AUG 26th @ The Music Ranch
Las Vegas, Nevada
JUNE 30 @ Blues Room
JUNE 25TH @ LAURA BELLES
San Francisco, California
BACK STORY 1978
1978 was a year that did not see a lot of Bijou Street Blues Band
performances. Everyone had gotten a day job in order to pay off thefines
from the National Historical Service for accidentally burning down the
Tincup National Monument in 1977.
You probably don't remember that one, but Tincup featured a large
wooden statue of Colorado's most notorious con man, the great Soapy Smith
(http://www.mtnguy.com/owlhoots/smith.htm). Among his many innovations
in the art of the con, Soapy used to sell special quartz sunglasses to
innocent tourists newly arrived at Denver Union Station, warning them
of the dangers of blindness if exposed to the mountain sunlight without
protection. Soapy wound up shot dead in the boomtown of Skagway in the
Yukon Territory during it's last big gold rush.
By now, you know the boys' predilection for "bad choices", shall we
say? They had played the weekend at the Silverdome in Silvercliffe and
decided that a night camping in Tincup was a great way to wind up the
weekend and commemorate their Ghost Town tour stop back in 1971. Plumb
Bob had brought along a few bottles of J. Wray & Nephew Overproof rum,
which, in hindsight, was one of those bad choices. That was 120 proof
rum and probably would have fueled an Indy race car.
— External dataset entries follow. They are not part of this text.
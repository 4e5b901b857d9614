//! Query / filter layer
//!
//! Listing a collection for an actor happens in two steps. First an
//! [`EligibilityMap`] is built: one eligibility evaluation per entity, done
//! once for a given `(collection version, actor, directory version)` and
//! reusable through [`EligibilityCache`]. Then [`filter_entities`] makes one
//! pass over the collection and keeps the positions that match the
//! [`Criteria`]. Pages are slices of that result and never filter again.
//!
//! The map only answers "can this actor act". The Resolved and Rejected views
//! derive the aggregate status from the entity during the pass.
use crate::eligibility::Eligibility;
use crate::entity::WorkflowEntity;
use crate::types::{EntityId, Identity, TimeStamp};
use chrono::Utc;
use std::collections::HashMap;
use std::sync::Arc;

#[derive(Debug, Clone, Copy, Default, PartialEq, Eq, Hash)]
pub enum ViewMode {
    #[default]
    All,
    /// Entities on which the actor has a workflow action. Creator edit and
    /// delete do not count.
    Actionable,
    /// Fully approved claims and completed tickets.
    Resolved,
    /// Rejected claims and cancelled tickets.
    Rejected,
}

#[derive(Debug, Clone, Default, PartialEq, Eq)]
pub struct Criteria {
    from: Option<TimeStamp<Utc>>,
    to: Option<TimeStamp<Utc>>,
    owner: Option<Identity>,
    text: Option<String>,
    view: ViewMode,
}

impl Criteria {
    pub fn new() -> Self {
        Self::default()
    }

    /// Inclusive on both ends, applied to the creation time. Either end may be
    /// left open.
    pub fn set_date_range(
        mut self,
        from: Option<TimeStamp<Utc>>,
        to: Option<TimeStamp<Utc>>,
    ) -> Self {
        self.from = from;
        self.to = to;
        self
    }

    pub fn set_owner(mut self, owner: Identity) -> Self {
        self.owner = Some(owner);
        self
    }

    /// Case-insensitive. Blank text matches everything.
    pub fn set_free_text(mut self, text: &str) -> Self {
        let text = text.trim();
        self.text = (!text.is_empty()).then(|| text.to_lowercase());
        self
    }

    pub fn set_view_mode(mut self, view: ViewMode) -> Self {
        self.view = view;
        self
    }

    pub fn view_mode(&self) -> ViewMode {
        self.view
    }

    fn matches(
        &self,
        entity: &WorkflowEntity,
        eligibility: &Eligibility<'_>,
        map: &EligibilityMap,
    ) -> bool {
        let created = entity.created_at();
        if self.from.as_ref().is_some_and(|from| created < from)
            || self.to.as_ref().is_some_and(|to| created > to)
        {
            return false;
        }
        if self.owner.as_ref().is_some_and(|owner| entity.owner() != owner) {
            return false;
        }
        if self
            .text
            .as_deref()
            .is_some_and(|needle| !entity.matches_text(needle))
        {
            return false;
        }
        match self.view {
            ViewMode::All => true,
            ViewMode::Actionable => map.is_actionable(entity.id()),
            ViewMode::Resolved => eligibility.current_state(entity).is_resolved(),
            ViewMode::Rejected => eligibility.current_state(entity).is_rejected(),
        }
    }
}

/// Per-entity eligibility of one actor over one collection.
#[derive(Debug, Clone, Default)]
pub struct EligibilityMap {
    entries: HashMap<EntityId, bool>,
}

impl EligibilityMap {
    pub fn build(
        collection: &[WorkflowEntity],
        eligibility: &Eligibility<'_>,
        actor: &Identity,
    ) -> Self {
        let entries = collection
            .iter()
            .map(|entity| (entity.id().clone(), eligibility.is_actionable(entity, actor)))
            .collect();
        Self { entries }
    }

    pub fn is_actionable(&self, id: &EntityId) -> bool {
        self.entries.get(id).copied().unwrap_or(false)
    }

    /// Number of entities evaluated when the map was built.
    pub fn evaluations(&self) -> usize {
        self.entries.len()
    }
}

#[derive(Debug, Clone, PartialEq, Eq, Hash)]
pub struct CacheKey {
    pub collection_version: u64,
    pub actor: Identity,
    pub directory_version: u64,
}

/// Eligibility maps by key. Stale entries are never detected here; the caller
/// bumps a version or calls [`invalidate`](Self::invalidate).
///
/// Only maps for the newest collection and directory versions are kept, one
/// per actor. Building a map for a newer key evicts everything older.
#[derive(Debug, Default)]
pub struct EligibilityCache {
    maps: HashMap<CacheKey, Arc<EligibilityMap>>,
    builds: usize,
}

impl EligibilityCache {
    pub fn new() -> Self {
        Self::default()
    }

    pub fn map_for(
        &mut self,
        key: CacheKey,
        collection: &[WorkflowEntity],
        eligibility: &Eligibility<'_>,
    ) -> Arc<EligibilityMap> {
        if let Some(map) = self.maps.get(&key) {
            tracing::debug!(
                actor = %key.actor,
                collection_version = key.collection_version,
                "eligibility map reused"
            );
            return Arc::clone(map);
        }

        let before = self.maps.len();
        self.maps.retain(|cached, _| {
            cached.collection_version == key.collection_version
                && cached.directory_version == key.directory_version
        });
        if self.maps.len() < before {
            tracing::debug!(evicted = before - self.maps.len(), "stale eligibility maps dropped");
        }

        let map = Arc::new(EligibilityMap::build(collection, eligibility, &key.actor));
        self.builds += 1;
        tracing::debug!(
            actor = %key.actor,
            collection_version = key.collection_version,
            directory_version = key.directory_version,
            entities = map.evaluations(),
            "eligibility map built"
        );
        self.maps.insert(key, Arc::clone(&map));
        map
    }

    /// How many maps were built since creation.
    pub fn builds(&self) -> usize {
        self.builds
    }

    /// Maps currently held.
    pub fn len(&self) -> usize {
        self.maps.len()
    }

    pub fn is_empty(&self) -> bool {
        self.maps.is_empty()
    }

    pub fn invalidate(&mut self) {
        self.maps.clear();
    }
}

/// Positions in the source collection that passed the filter, in their
/// original order.
#[derive(Debug, Clone, PartialEq, Eq)]
pub struct FilteredView {
    indices: Vec<usize>,
    page_size: usize,
    scanned: usize,
}

impl FilteredView {
    pub fn len(&self) -> usize {
        self.indices.len()
    }

    pub fn is_empty(&self) -> bool {
        self.indices.is_empty()
    }

    pub fn page_size(&self) -> usize {
        self.page_size
    }

    pub fn page_count(&self) -> usize {
        self.indices.len().div_ceil(self.page_size)
    }

    /// Entities examined while filtering. Paging does not add to it.
    pub fn scanned(&self) -> usize {
        self.scanned
    }

    /// Zero-based page `n` of `collection`, which must be the collection the
    /// view was filtered from. Out of range pages are empty.
    pub fn page<'c>(&self, collection: &'c [WorkflowEntity], n: usize) -> Vec<&'c WorkflowEntity> {
        self.indices
            .iter()
            .skip(n.saturating_mul(self.page_size))
            .take(self.page_size)
            .filter_map(|index| collection.get(*index))
            .collect()
    }

    pub fn iter<'c>(
        &self,
        collection: &'c [WorkflowEntity],
    ) -> impl Iterator<Item = &'c WorkflowEntity> + use<'_, 'c> {
        self.indices.iter().filter_map(|index| collection.get(*index))
    }
}

/// Single pass over `collection`. `map` must have been built for the same
/// collection with `eligibility`. A `page_size` of zero is treated as one.
pub fn filter_entities(
    collection: &[WorkflowEntity],
    criteria: &Criteria,
    eligibility: &Eligibility<'_>,
    map: &EligibilityMap,
    page_size: usize,
) -> FilteredView {
    let indices = collection
        .iter()
        .enumerate()
        .filter(|(_, entity)| criteria.matches(entity, eligibility, map))
        .map(|(index, _)| index)
        .collect();

    FilteredView {
        indices,
        page_size: page_size.max(1),
        scanned: collection.len(),
    }
}

/// Build the map and filter in one go, without caching.
pub fn filter_for_actor<'c>(
    collection: &'c [WorkflowEntity],
    criteria: &Criteria,
    eligibility: &Eligibility<'_>,
    actor: &Identity,
) -> Vec<&'c WorkflowEntity> {
    let map = EligibilityMap::build(collection, eligibility, actor);
    let view = filter_entities(collection, criteria, eligibility, &map, collection.len());
    view.iter(collection).collect()
}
So, Bad Bob and Horse were having a contest to see who could shoot
flames the farthest by spitting this rum through the flame of a burning
log. One thing led to another and Bad Bob won the contest.
Unfortunately, the winning shot landed on the statue of Soapy. No one
how dry that wood was; the statue went up like fireworks. In another
unfortunate turn of events, it fell over on one of the historic ghost
town cabins. The fire quickly spread and accomplished what nature and
neglect had not - the final destruction of Tincup.
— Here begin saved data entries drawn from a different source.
//! Per-owner and global map quotas.

use crate::error::{MapError, Result};
use crate::types::{MapId, OwnerId};

/// Quota limits, counted in map IDs (tiles). A limit of 0 means unlimited.
#[derive(Debug, Clone, Copy, Default, PartialEq, Eq)]
pub struct QuotaLimits {
    /// Maximum number of map IDs a single owner may hold.
    pub player: u32,
    /// Maximum number of map IDs on the whole server.
    pub global: u32,
}

impl QuotaLimits {
    pub fn new(player: u32, global: u32) -> Self {
        Self { player, global }
    }

    /// Check whether `requested` more IDs fit.
    ///
    /// `owned` and `total` must already include outstanding reservations.
    /// The owner limit is checked first.
    pub fn check(&self, requested: usize, owned: usize, total: usize) -> Result<()> {
        if self.player > 0 && owned + requested > self.player as usize {
            return Err(MapError::OwnerQuota { limit: self.player });
        }
        if self.global > 0 && total + requested > self.global as usize {
            return Err(MapError::GlobalQuota { limit: self.global });
        }
        Ok(())
    }
}

/// IDs handed out by [`super::MapRegistry::reserve`] that are not yet
/// attached to a registered map.
///
/// Outstanding reservations count against the quotas, so two requests that
/// pass the check one after the other cannot both overshoot a limit. A
/// reservation must end in either `commit` or `release`.
#[derive(Debug, PartialEq, Eq)]
#[must_use = "a reservation must be committed or released"]
pub struct Reservation {
    pub(super) token: u64,
    pub(super) owner: OwnerId,
    pub(super) ids: Vec<MapId>,
}

impl Reservation {
    pub fn owner(&self) -> OwnerId {
        self.owner
    }

    pub fn ids(&self) -> &[MapId] {
        &self.ids
    }

    pub fn len(&self) -> usize {
        self.ids.len()
    }

    pub fn is_empty(&self) -> bool {
        self.ids.is_empty()
    }
}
In their only bit of good luck, noted author and Bijou fan Louis
L'Amour interceded on behalf on the band with the National Historic Service
and got the fine reduced to a manageable level. As Mr. L'Amour wrote
"That town was worthless when people lived there and those boys just
finished a job that should have been done years ago. They may not be the
sharpest tools in the shed, but they've learned their lessons."
Other than opening for Robin Trower in the main tent at the Sex Change
Festival in Trinidad, 1978 was an uneventful year.
|Copyright 2007 Geiman Bros Records All rights reserved
Isn’t it funny how small the world can sometimes be? One day in 1988, a
wealthy young couple, Debbie and Joe, were driving through Colorado
Springs on their way to Denver. Being music fans, they always listened
to the Blue Plate Special, KRCC’s noontime weekday blues show when they
were anywhere near the signal. All of the sudden, they heard a tune that
was new to both of them and that they turned to each other to say “I
LIKE that tune, honey!”
Frank, the DJ at the time, came on after the tune to tell them “Now that
was the Springs’ own Bijou Street Blues Band, with an original tune by
their lead guitarist Dave ‘The Horse’ Patriarche. They’re sponsors here
at the station, but you should go see them anyway. They’ll be at Renners
– A Bar and Grill on Sunday afternoon.”
Joe said “I think they should play at our wedding reception, if they
don’t suck on Sunday.” Said Debbie “You’re on, buddy”.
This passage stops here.